The Emergency Aid of Pennsylvania has been an integral part of Philadelphia’s history for over 100 years. The young women we have mentored are making their own mark on history through their leadership roles in education, the business world and service to our country. And the families who are served by our grants are ever grateful to have their challenges addressed and their futures brightened.

Today, and for more than a century, the dedicated women of The Emergency Aid continue to give exceedingly generously of their time, their talent and their financial resources to accomplish our mission of making a significant difference in the lives of women and children throughout the Philadelphia area.

To read more about EA you can find our records and archives at The Pennsylvania Historical Society and our uniforms and artifacts at the Philadelphia History Museum at The Atwater Kent Museum.

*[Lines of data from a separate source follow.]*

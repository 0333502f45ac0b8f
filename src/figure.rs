//! Multi-panel figures rendered to an owned raster canvas.
//!
//! A [`Figure`] is the drawing context: panels are laid out side by side in
//! one row, and [`Figure::capture`] consumes the figure, so the canvas is
//! released on every path out of the caller, including errors.

use std::io::Cursor;

use ab_glyph::{FontRef, PxScale};
use image::codecs::png::PngEncoder;
use image::imageops::{self, FilterType};
use image::{GrayImage, ImageEncoder, ImageFormat, Luma, Rgba, RgbaImage};
use imageproc::drawing::{draw_text_mut, text_size};
use ndarray::{Array3, ArrayD, ArrayView2};

use crate::color::gray_level;
use crate::error::{PixelError, Result};

/// 10 x 10 inches at 100 dpi.
pub const DEFAULT_FIGURE_SIZE: (u32, u32) = (1000, 1000);

const BACKGROUND: Rgba<u8> = Rgba([255, 255, 255, 255]);
const TITLE_COLOR: Rgba<u8> = Rgba([0, 0, 0, 255]);
/// Height of the strip above the panels reserved for titles.
const TITLE_BAND: u32 = 20;
const TITLE_SCALE: PxScale = PxScale { x: 14.0, y: 14.0 };
/// Gap between panels and around the panel row.
const PANEL_MARGIN: u32 = 10;
/// Whitespace kept around the drawn content when capturing.
const CAPTURE_PAD: u32 = 10;

/// One axis-free image panel.
#[derive(Debug, Clone)]
pub struct Panel {
    pub title: Option<String>,
    pub image: GrayImage,
}

/// Pixel rectangle on the canvas.
#[derive(Debug, Clone, Copy, PartialEq, Eq)]
struct Placement {
    x: u32,
    y: u32,
    width: u32,
    height: u32,
}

/// An explicit plotting canvas.
#[derive(Debug)]
pub struct Figure {
    width: u32,
    height: u32,
    panels: Vec<Panel>,
}

impl Default for Figure {
    fn default() -> Self {
        Figure::new(DEFAULT_FIGURE_SIZE.0, DEFAULT_FIGURE_SIZE.1)
    }
}

impl Drop for Figure {
    fn drop(&mut self) {
        log::debug!("closing {}x{} figure", self.width, self.height);
    }
}

impl Figure {
    pub fn new(width: u32, height: u32) -> Self {
        log::debug!("opening {width}x{height} figure");
        Figure {
            width,
            height,
            panels: Vec::new(),
        }
    }

    pub fn size(&self) -> (u32, u32) {
        (self.width, self.height)
    }

    /// Panels in display order.
    pub fn panels(&self) -> &[Panel] {
        &self.panels
    }

    pub fn clear(&mut self) {
        self.panels.clear();
    }

    /// Replace the panel row.
    pub fn set_panels(&mut self, panels: Vec<Panel>) {
        self.panels = panels;
    }

    /// Where each panel lands: equal-width slots, aspect ratio preserved,
    /// centred in its slot.
    fn layout(&self) -> Vec<Placement> {
        let n = self.panels.len() as u32;
        if n == 0 {
            return Vec::new();
        }
        let band = self.title_band();
        let slot_width = self.width.saturating_sub(PANEL_MARGIN * (n + 1)) / n;
        let slot_height = self.height.saturating_sub(2 * PANEL_MARGIN + band);

        self.panels
            .iter()
            .enumerate()
            .map(|(i, panel)| {
                let (w, h) = panel.image.dimensions();
                let scale = if w == 0 || h == 0 {
                    0.0
                } else {
                    (slot_width as f64 / w as f64).min(slot_height as f64 / h as f64)
                };
                let width = (w as f64 * scale).floor() as u32;
                let height = (h as f64 * scale).floor() as u32;
                let slot_x = PANEL_MARGIN + i as u32 * (slot_width + PANEL_MARGIN);
                Placement {
                    x: slot_x + (slot_width - width) / 2,
                    y: PANEL_MARGIN + band + (slot_height - height) / 2,
                    width,
                    height,
                }
            })
            .collect()
    }

    /// Rows above the panels taken by titles; zero when no panel has one.
    fn title_band(&self) -> u32 {
        if self.panels.iter().any(|p| p.title.is_some()) {
            TITLE_BAND
        } else {
            0
        }
    }

    /// Draw all panels, and their titles centred above them, onto a fresh
    /// white canvas.
    pub fn render(&self) -> Result<RgbaImage> {
        let mut canvas = RgbaImage::from_pixel(self.width, self.height, BACKGROUND);
        let font = if self.title_band() > 0 {
            Some(title_font()?)
        } else {
            None
        };

        for (panel, place) in self.panels.iter().zip(self.layout()) {
            if place.width == 0 || place.height == 0 {
                continue;
            }
            let scaled = imageops::resize(&panel.image, place.width, place.height, FilterType::Nearest);
            for (x, y, Luma([v])) in scaled.enumerate_pixels() {
                canvas.put_pixel(place.x + x, place.y + y, Rgba([*v, *v, *v, 255]));
            }

            if let (Some(title), Some(font)) = (&panel.title, &font) {
                let (text_width, text_height) = text_size(TITLE_SCALE, font, title);
                let x = place.x as i32 + (place.width as i32 - text_width as i32) / 2;
                let y = place.y as i32 - (TITLE_BAND as i32 + text_height as i32) / 2;
                draw_text_mut(&mut canvas, TITLE_COLOR, x, y, TITLE_SCALE, font, title);
            }
        }
        Ok(canvas)
    }

    /// Bounding box of the drawn panels plus padding, clipped to the canvas.
    fn tight_bounds(&self) -> (u32, u32, u32, u32) {
        let drawn: Vec<Placement> = self
            .layout()
            .into_iter()
            .filter(|p| p.width > 0 && p.height > 0)
            .collect();
        if drawn.is_empty() {
            return (0, 0, self.width, self.height);
        }
        let x0 = drawn.iter().map(|p| p.x).min().unwrap_or(0).saturating_sub(CAPTURE_PAD);
        let y0 = drawn
            .iter()
            .map(|p| p.y)
            .min()
            .unwrap_or(0)
            .saturating_sub(self.title_band() + CAPTURE_PAD);
        let x1 = drawn
            .iter()
            .map(|p| p.x + p.width)
            .max()
            .unwrap_or(self.width)
            .saturating_add(CAPTURE_PAD)
            .min(self.width);
        let y1 = drawn
            .iter()
            .map(|p| p.y + p.height)
            .max()
            .unwrap_or(self.height)
            .saturating_add(CAPTURE_PAD)
            .min(self.height);
        (x0, y0, x1 - x0, y1 - y0)
    }

    /// Rasterise the figure, close it, and return the pixels as `(rows, cols, 3)`.
    ///
    /// The canvas goes through an in-memory PNG and loses its alpha channel
    /// on the way back.
    pub fn capture(self) -> Result<Array3<u8>> {
        let (x, y, width, height) = self.tight_bounds();
        let rendered = self.render()?;
        let cropped = imageops::crop_imm(&rendered, x, y, width, height).to_image();

        let mut png = Vec::new();
        PngEncoder::new(&mut png).write_image(
            cropped.as_raw(),
            width,
            height,
            image::ExtendedColorType::Rgba8,
        )?;

        let decoded = image::load_from_memory_with_format(&png, ImageFormat::Png)?;
        if decoded.color().has_alpha() {
            log::debug!("dropping alpha from captured {width}x{height} figure");
        }
        let rgb = decoded.to_rgb8();

        Array3::from_shape_vec((height as usize, width as usize, 3), rgb.into_raw())
            .map_err(|_| PixelError::shape(&[height as usize, width as usize, 3], &[]))
    }

    /// Encode the captured figure as PNG bytes.
    pub fn capture_png(self) -> Result<Vec<u8>> {
        let pixels = self.capture()?;
        let (rows, cols, _) = pixels.dim();
        let mut png = Cursor::new(Vec::new());
        let rgb = image::RgbImage::from_raw(cols as u32, rows as u32, pixels.into_raw_vec_and_offset().0)
            .ok_or_else(|| PixelError::shape(&[rows, cols, 3], &[]))?;
        rgb.write_to(&mut png, ImageFormat::Png)?;
        Ok(png.into_inner())
    }
}

/// Sans-serif face bundled with egui, used for panel titles.
fn title_font() -> Result<FontRef<'static>> {
    FontRef::try_from_slice(epaint_default_fonts::UBUNTU_LIGHT).map_err(|_| PixelError::Font)
}

/// Grayscale panel image with per-image min/max scaling.
pub fn to_gray_image(image: ArrayView2<f64>) -> GrayImage {
    let finite = image.iter().copied().filter(|v| v.is_finite());
    let (min, max) = finite.fold((f64::INFINITY, f64::NEG_INFINITY), |(lo, hi), v| {
        (lo.min(v), hi.max(v))
    });
    let (rows, cols) = image.dim();
    GrayImage::from_fn(cols as u32, rows as u32, |x, y| {
        Luma([gray_level(image[[y as usize, x as usize]], min, max)])
    })
}

/// Lay out `images` as one row of grayscale panels on `figure`.
///
/// Every image is reshaped to the shape of `images[0]`, so ravelled images
/// are displayed in their original layout. `titles`, when given, are matched
/// by index and must cover every image. Nothing is drawn unless every image
/// and title checks out.
pub fn visualize_image_list<S: AsRef<str>>(
    figure: &mut Figure,
    images: &[ArrayD<f64>],
    titles: Option<&[S]>,
) -> Result<()> {
    let first = images.first().ok_or(PixelError::EmptyImageList)?;
    let shape = first.shape();
    let (rows, cols) = match *shape {
        [rows, cols] => (rows, cols),
        _ => return Err(PixelError::shape(&[first.len(), 1], shape)),
    };

    let mut panels = Vec::with_capacity(images.len());
    for (i, image) in images.iter().enumerate() {
        let title = match titles {
            Some(titles) => Some(
                titles
                    .get(i)
                    .ok_or(PixelError::IndexOutOfRange {
                        index: i,
                        len: titles.len(),
                    })?
                    .as_ref()
                    .to_string(),
            ),
            None => None,
        };
        let view = image
            .to_shape((rows, cols))
            .map_err(|_| PixelError::shape(shape, image.shape()))?;
        panels.push(Panel {
            title,
            image: to_gray_image(view.view()),
        });
    }

    log::debug!("laying out {} panels of {rows}x{cols}", panels.len());
    figure.set_panels(panels);
    Ok(())
}

/// Open a figure, let `draw` fill it, and capture it.
///
/// The figure is dropped whether `draw` succeeds or not.
pub fn with_figure<F>(width: u32, height: u32, draw: F) -> Result<Array3<u8>>
where
    F: FnOnce(&mut Figure) -> Result<()>,
{
    let mut figure = Figure::new(width, height);
    draw(&mut figure)?;
    figure.capture()
}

A Small Sampling of 100 Years of The Emergency Aid
  • The Emergency Aid was founded by eight Philadelphia women in October 1914 to provide relief to those suffering abroad from the hardships of World War I.
  • Its reputation spread such that within six months former President Theodore Roosevelt visited its Home Relief headquarters, which had been donated, with utilities, by Rodman Wanamaker.
  • In response to a request from Washington D.C. it collected funds and clothing for Belgian relief so effectively that it supported 11 towns and 2,000 Belgian children with food, as well as raising thousands of dollars for The American Hospital in Paris and shipping tons of coal there.
  • The Governor of Pennsylvania designated The Emergency Aid to be the primary agency to send supplies and comforts to the Pennsylvania men overseas. The American Soldiers and Sailors Club was opened in Paris to serve as an intake location for those supplies.
  • The Mayor of Philadelphia appointed The Emergency Aid to partner with the Red Cross to provide civilian relief at home for the families of enlisted men.
  • The Emergency Aid raised millions of dollars for the civilian needy during the war, and reclaimed and repaired 35,000 overcoats for servicemen.
  • The Emergency Aid sent six Philadelphia women to the war zone to work as volunteers, and it supervised the recruiting of 5,000 women for war service at eight recruiting stations.
  • The Emergency Aid managed the canteen for the workers at the Frankfort Arsenal.
  • In Europe, The Emergency Aid founded a permanent hospital for sick children, supported a convalescence home in Belgium, and assisted Washington to feed 3,500,000 starving children.
  • At home, The Emergency Aid established The Girls’ Trade School in Philadelphia for women factory workers who were out of work.